First Spaceship on Venus, 1960 - ★★★

First Spaceship on Venus, 1960 - ★★★

REVIEWED



“And now the only thing that is left of them is their shadows.”

- Sumiko (Yoko Tani)



Ridiculously fun, albeit in an hokey kinda way, 'First Spaceship on Venus' is a German DEFA studio sci-fi saga (apparently they've done several respected sci-fi's) thats based on a novel by 'Solaris' writer Stanislaw Lem. The creme de la creme of international science are assembled to study an alien object that crashed to Earth from Venus. Believing they've found a cosmic document, they send a manned mission to explore the origins of the Venusian race that created it.

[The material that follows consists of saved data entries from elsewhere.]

pub mod api;
pub mod catalog;
pub mod config;
pub mod models;
pub mod prediction;
pub mod proximity;
pub mod remedy;
pub mod screening;

use std::sync::Arc;
use tracing_subscriber::EnvFilter;

use crate::api::ApiContext;
use crate::catalog::Catalog;
use crate::prediction::ModelRegistry;

pub async fn run() {
    // Initialize tracing
    tracing_subscriber::fmt()
        .with_env_filter(
            EnvFilter::try_from_default_env()
                .unwrap_or_else(|_| EnvFilter::new(config::default_log_filter())),
        )
        .init();

    tracing::info!("HealthGuard starting v{}", config::APP_VERSION);

    let catalog = match Catalog::load_embedded() {
        Ok(catalog) => catalog,
        Err(err) => {
            tracing::error!(%err, "embedded catalog failed to load; cannot continue");
            std::process::exit(1);
        }
    };
    tracing::info!(
        facilities = catalog.facility_count(),
        cities = catalog.city_count(),
        "catalog loaded"
    );

    let models = ModelRegistry::load_dir(&config::models_dir());
    tracing::info!(available = ?models.available(), "classifiers loaded");

    let ctx = ApiContext::new(Arc::new(catalog), Arc::new(models));
    if let Err(err) = api::server::serve(config::bind_addr(), ctx).await {
        tracing::error!(%err, "API server failed");
        std::process::exit(1);
    }
}
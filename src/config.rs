use std::net::SocketAddr;
use std::path::PathBuf;

/// Application-level constants
pub const APP_NAME: &str = "HealthGuard";
pub const APP_VERSION: &str = env!("CARGO_PKG_VERSION");

/// Default radius for the facility search, in miles.
pub const DEFAULT_SEARCH_RADIUS_MILES: f64 = 30.0;

/// Default minimum facility rating accepted by the search contract.
/// The parameter is carried through the search API but is not applied
/// as a filter today (inert pending a product decision).
pub const DEFAULT_MIN_RATING: f64 = 0.0;

/// Default tracing filter when RUST_LOG is unset.
pub fn default_log_filter() -> &'static str {
    "info,healthguard=debug"
}

/// Get the application data directory
/// ~/HealthGuard/ on all platforms (user-visible, per design requirement)
pub fn app_data_dir() -> PathBuf {
    let home = dirs::home_dir().expect("Cannot determine home directory");
    home.join("HealthGuard")
}

/// Get the models directory (classifier coefficient files, one per disease)
pub fn models_dir() -> PathBuf {
    app_data_dir().join("models")
}

/// Bind address for the API server. `HEALTHGUARD_ADDR` overrides the
/// loopback default.
pub fn bind_addr() -> SocketAddr {
    std::env::var("HEALTHGUARD_ADDR")
        .ok()
        .and_then(|raw| raw.parse().ok())
        .unwrap_or_else(|| SocketAddr::from(([127, 0, 0, 1], 8420)))
}
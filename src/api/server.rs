//! API server lifecycle — bind, log, serve.
//!
//! Pattern: bind → build `api_router` → run axum until the process is
//! stopped. The service is loopback-bound by default (`HEALTHGUARD_ADDR`
//! widens it) and carries no shutdown channel; it lives as long as the
//! process does.

use std::net::SocketAddr;

use crate::api::router::api_router;
use crate::api::types::ApiContext;

/// Serve the API on `addr` until the process exits.
pub async fn serve(addr: SocketAddr, ctx: ApiContext) -> std::io::Result<()> {
    let listener = tokio::net::TcpListener::bind(addr).await?;
    let local = listener.local_addr()?;
    tracing::info!(addr = %local, "API server listening");

    axum::serve(listener, api_router(ctx)).await
}
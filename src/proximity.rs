//! Facility proximity search — geodesic distance over a static roster.
//!
//! Pure in-memory geometry: parse the user coordinate, measure the
//! distance to every candidate on the WGS-84 ellipsoid, keep what falls
//! inside the radius, sort ascending. Malformed input degrades to an
//! empty result; a malformed candidate is skipped, never fatal.

use std::sync::OnceLock;

use geographiclib_rs::{Geodesic, InverseGeodesic};

use crate::config;
use crate::models::{Coordinate, FacilityRecord};

pub const METERS_PER_MILE: f64 = 1609.344;

fn wgs84() -> &'static Geodesic {
    static WGS84: OnceLock<Geodesic> = OnceLock::new();
    WGS84.get_or_init(Geodesic::wgs84)
}

#[derive(Debug, Clone, Copy)]
pub struct SearchOptions {
    pub max_distance_miles: f64,
    /// Accepted by the search contract but not applied as a filter;
    /// kept so callers can pass it through unchanged.
    pub min_rating: f64,
}

impl Default for SearchOptions {
    fn default() -> Self {
        Self {
            max_distance_miles: config::DEFAULT_SEARCH_RADIUS_MILES,
            min_rating: config::DEFAULT_MIN_RATING,
        }
    }
}

/// One qualifying candidate with its unrounded distance. Display layers
/// round to one decimal; the radius comparison never does.
#[derive(Debug, Clone)]
pub struct FacilityMatch<'a> {
    pub record: &'a FacilityRecord,
    pub distance_miles: f64,
}

/// Geodesic distance in miles between two points, `f64::INFINITY` when
/// either point is malformed or the computation misbehaves. An infinite
/// distance simply falls outside every radius.
pub fn distance_miles(from: Coordinate, to: Coordinate) -> f64 {
    if !from.is_valid() || !to.is_valid() {
        return f64::INFINITY;
    }
    let meters: f64 = wgs84().inverse(from.lat, from.lon, to.lat, to.lon);
    if meters.is_finite() {
        meters / METERS_PER_MILE
    } else {
        f64::INFINITY
    }
}

/// Filter `candidates` to those within `options.max_distance_miles` of
/// the user coordinate, sorted ascending by distance (stable: ties keep
/// roster order). A coordinate that fails to parse yields an empty
/// result rather than an error.
pub fn search<'a>(
    user_coordinate: &str,
    candidates: &'a [FacilityRecord],
    options: SearchOptions,
) -> Vec<FacilityMatch<'a>> {
    let Some(origin) = Coordinate::parse_str(user_coordinate) else {
        tracing::warn!(raw = user_coordinate, "invalid search coordinate");
        return Vec::new();
    };

    let mut matches: Vec<FacilityMatch<'a>> = candidates
        .iter()
        .filter_map(|record| {
            if !record.location.is_valid() {
                tracing::warn!(
                    facility = %record.name,
                    "skipping candidate with malformed location"
                );
                return None;
            }
            let distance = distance_miles(origin, record.location);
            (distance <= options.max_distance_miles).then_some(FacilityMatch {
                record,
                distance_miles: distance,
            })
        })
        .collect();

    matches.sort_by(|a, b| a.distance_miles.total_cmp(&b.distance_miles));
    matches
}

/// Round for display: one decimal place, per the result formatting rule.
pub fn display_distance(miles: f64) -> f64 {
    (miles * 10.0).round() / 10.0
}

Looking back on 'First Spaceship on Venus' nowadays its hard to imagine its from the same century as 2001 & Planet of the Apes, let alone the same decade. It bares more of a resemblance to 30's Buster Crab Flash Gordon styled sci-fi serials. Even though the shell of Lem's story remains, the plots relatively threadbare (the sensationalized English Dub I viewed probably didn't help matters). While the actings more marionette feeling than a Gerry Anderson show. That said I did enjoy it, aesthetically its colourful and pretty darn funky, with lava lamp looking space helmets and a cool starship bridge (that wouldn't have looked out of place in the USS Enterprise), likewise the sets especially those underground Venus canals are pretty thrilling. Its no masterpiece but I'd recommend it for a wet afternoon to remind yourself how fun old sci-fi pictures were.

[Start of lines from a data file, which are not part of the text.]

//! Disease metadata endpoint — what the screening form needs to render.

use axum::extract::State;
use axum::Json;
use serde::Serialize;

use crate::api::error::ApiError;
use crate::api::types::ApiContext;
use crate::models::Disease;

#[derive(Serialize)]
pub struct DiseasesResponse {
    pub diseases: Vec<DiseaseView>,
}

#[derive(Serialize)]
pub struct DiseaseView {
    pub key: &'static str,
    pub name: &'static str,
    pub feature_count: usize,
    pub features: &'static [&'static str],
    pub default_city: &'static str,
    pub screening_available: bool,
}

/// `GET /api/diseases` — per-disease form metadata.
pub async fn list(State(ctx): State<ApiContext>) -> Result<Json<DiseasesResponse>, ApiError> {
    let diseases = Disease::ALL
        .into_iter()
        .map(|disease| DiseaseView {
            key: disease.as_str(),
            name: disease.display_name(),
            feature_count: disease.feature_len(),
            features: disease.feature_names(),
            default_city: disease.default_city(),
            screening_available: ctx.models.get(disease).is_some(),
        })
        .collect();

    Ok(Json(DiseasesResponse { diseases }))
}
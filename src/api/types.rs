//! Shared types for the API layer.

use std::str::FromStr;
use std::sync::Arc;

use crate::api::error::ApiError;
use crate::catalog::Catalog;
use crate::models::Disease;
use crate::prediction::ModelRegistry;

/// Shared context for all API routes: the immutable catalog plus the
/// classifier registry, both loaded once at startup.
#[derive(Clone)]
pub struct ApiContext {
    pub catalog: Arc<Catalog>,
    pub models: Arc<ModelRegistry>,
}

impl ApiContext {
    pub fn new(catalog: Arc<Catalog>, models: Arc<ModelRegistry>) -> Self {
        Self { catalog, models }
    }
}

/// Parse a `:disease` path segment, mapping unknown values to 404.
pub fn parse_disease(raw: &str) -> Result<Disease, ApiError> {
    Disease::from_str(raw).map_err(|_| ApiError::NotFound(format!("Unknown disease: {raw}")))
}
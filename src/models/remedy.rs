//! Remedy bundle model — the typed shape of one knowledge-base entry.
//!
//! The source data is a deeply nested table with inconsistent keys per
//! branch. Here every entry is a `RemedyBundle`: an ordered list of
//! category sections whose content is either a free-text note or a
//! structured list of named practices. The `Note`/`Structured` tag is
//! explicit so the resolver never has to re-inspect raw shape.

use serde::{Deserialize, Serialize};

use super::enums::Category;

/// One (disease, severity, age group) entry in the knowledge base.
///
/// `note` carries tier-level summary text for entries that were captured
/// as a single paragraph; fully fleshed-out entries use `sections`.
#[derive(Debug, Clone, PartialEq, Serialize, Deserialize)]
pub struct RemedyBundle {
    #[serde(default, skip_serializing_if = "Option::is_none")]
    pub note: Option<String>,
    #[serde(default)]
    pub sections: Vec<CategorySection>,
}

#[derive(Debug, Clone, PartialEq, Serialize, Deserialize)]
pub struct CategorySection {
    pub category: Category,
    pub content: CategoryContent,
}

/// Content of one category inside a bundle.
#[derive(Debug, Clone, PartialEq, Serialize, Deserialize)]
#[serde(tag = "kind", rename_all = "snake_case")]
pub enum CategoryContent {
    /// A terse summary paragraph, nothing itemized.
    Note { text: String },
    /// Itemized guidance, optionally with a trailing note.
    Structured {
        items: Vec<RemedyItem>,
        #[serde(default, skip_serializing_if = "Option::is_none")]
        note: Option<String>,
    },
}

/// A single named practice: an asana, a breathing exercise, a meal slot,
/// a preparation. Steps are ordered; the rest is optional.
#[derive(Debug, Clone, PartialEq, Serialize, Deserialize)]
pub struct RemedyItem {
    pub name: String,
    #[serde(default, skip_serializing_if = "Vec::is_empty")]
    pub steps: Vec<String>,
    #[serde(default, skip_serializing_if = "Option::is_none")]
    pub duration: Option<String>,
    #[serde(default, skip_serializing_if = "Option::is_none")]
    pub frequency: Option<String>,
    #[serde(default, skip_serializing_if = "Option::is_none")]
    pub caution: Option<String>,
}

impl CategoryContent {
    pub fn is_structured(&self) -> bool {
        matches!(self, CategoryContent::Structured { .. })
    }
}

impl RemedyBundle {
    /// A bundle is substantial when at least one category carries
    /// itemized guidance. Note-only bundles are minimal: shown only
    /// when nothing better exists at any fallback tier.
    pub fn is_substantial(&self) -> bool {
        self.sections.iter().any(|s| s.content.is_structured())
    }

    pub fn section(&self, category: Category) -> Option<&CategorySection> {
        self.sections.iter().find(|s| s.category == category)
    }
}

[Personal Reasons For Remembering]

In the grand hippie scheme of things the notion of a global Earth space project is pretty f@*cking awesome, if we can come together to kick a ball around a pitch imagine what our collective sciences could do.The painfully slow buildup and that damned human beating computerized chess segment went on far too long. It needed more planet exploration, and less astronaut flag waving fanfare.